Scotland were the only team to complete all their matches, including defeating Northern Ireland in Glasgow, and were in a strong position, having also beaten England. Wales had beaten Scotland and played a tame draw with England and so too would have claimed victory with a win or draw in Belfast. England had lost one and drawn one and were not in a challenging position, whilst Northern Ireland lost their only game.

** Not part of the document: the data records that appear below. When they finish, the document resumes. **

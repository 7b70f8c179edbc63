use clap::{Parser, Subcommand};
use std::path::PathBuf;

use crate::io::output::OutputFormat;

#[derive(Parser, Debug)]
#[command(name = "eppi")]
#[command(about = "Greenness and practicality scorer for analytical chemistry methods", long_about = None)]
#[command(version)]
pub struct Cli {
    #[command(subcommand)]
    pub command: Commands,
}

#[derive(Subcommand, Debug)]
pub enum Commands {
    /// Score a method profile and report the indices
    Score {
        /// Path to the profile (JSON, YAML, or TOML by extension)
        profile: PathBuf,

        /// Output format
        #[arg(short, long, value_enum, default_value = "terminal")]
        format: OutputFormat,

        /// Output file (defaults to stdout)
        #[arg(short, long)]
        output: Option<PathBuf>,

        /// Fail on unrecognized field values instead of scoring them as zero
        #[arg(long)]
        strict: bool,

        /// Configuration file (defaults to .eppi.toml when present)
        #[arg(long)]
        config: Option<PathBuf>,

        /// Increase verbosity (repeatable); -v adds the component breakdown
        #[arg(short = 'v', long = "verbose", action = clap::ArgAction::Count)]
        verbosity: u8,
    },

    /// Write a starter .eppi.toml configuration file
    Init {
        /// Overwrite an existing configuration file
        #[arg(long)]
        force: bool,
    },

    /// Emit a fully-populated example profile in JSON
    Template {
        /// Output file (defaults to stdout)
        #[arg(short, long)]
        output: Option<PathBuf>,
    },
}
//! Command implementations.

mod subscribe;

pub use subscribe::run_subscribe;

Five months later, in October 1981, Scotland were able to play a qualifying match for the 1982 FIFA World Cup in Northern Ireland without significant difficulties.

==Table==

| Team | Pld | W | D | L | GF | GA | GD | Pts |
|---|---|---|---|---|---|---|---|---|
| Scotland | 3 | 2 | 0 | 1 | 3 | 2 | +1 | 4 |
| Wales | 2 | 1 | 1 | 0 | 2 | 0 | +2 | 3 |
| England | 2 | 0 | 1 | 1 | 0 | 1 | −1 | 1 |
| Northern Ireland | 1 | 0 | 0 | 1 | 0 | 2 | −2 | 0 |

==Results==
16 May 1981
Wales 2-0 Scotland
  Wales: Walsh 17', 20'
----
19 May 1981
Scotland 2-0 Northern Ireland
  Scotland: Stewart 5', Archibald 49'
----
20 May 1981
England 0-0 Wales
----
23 May 1981
England 0-1 Scotland
  Scotland: Robertson 64' (pen.)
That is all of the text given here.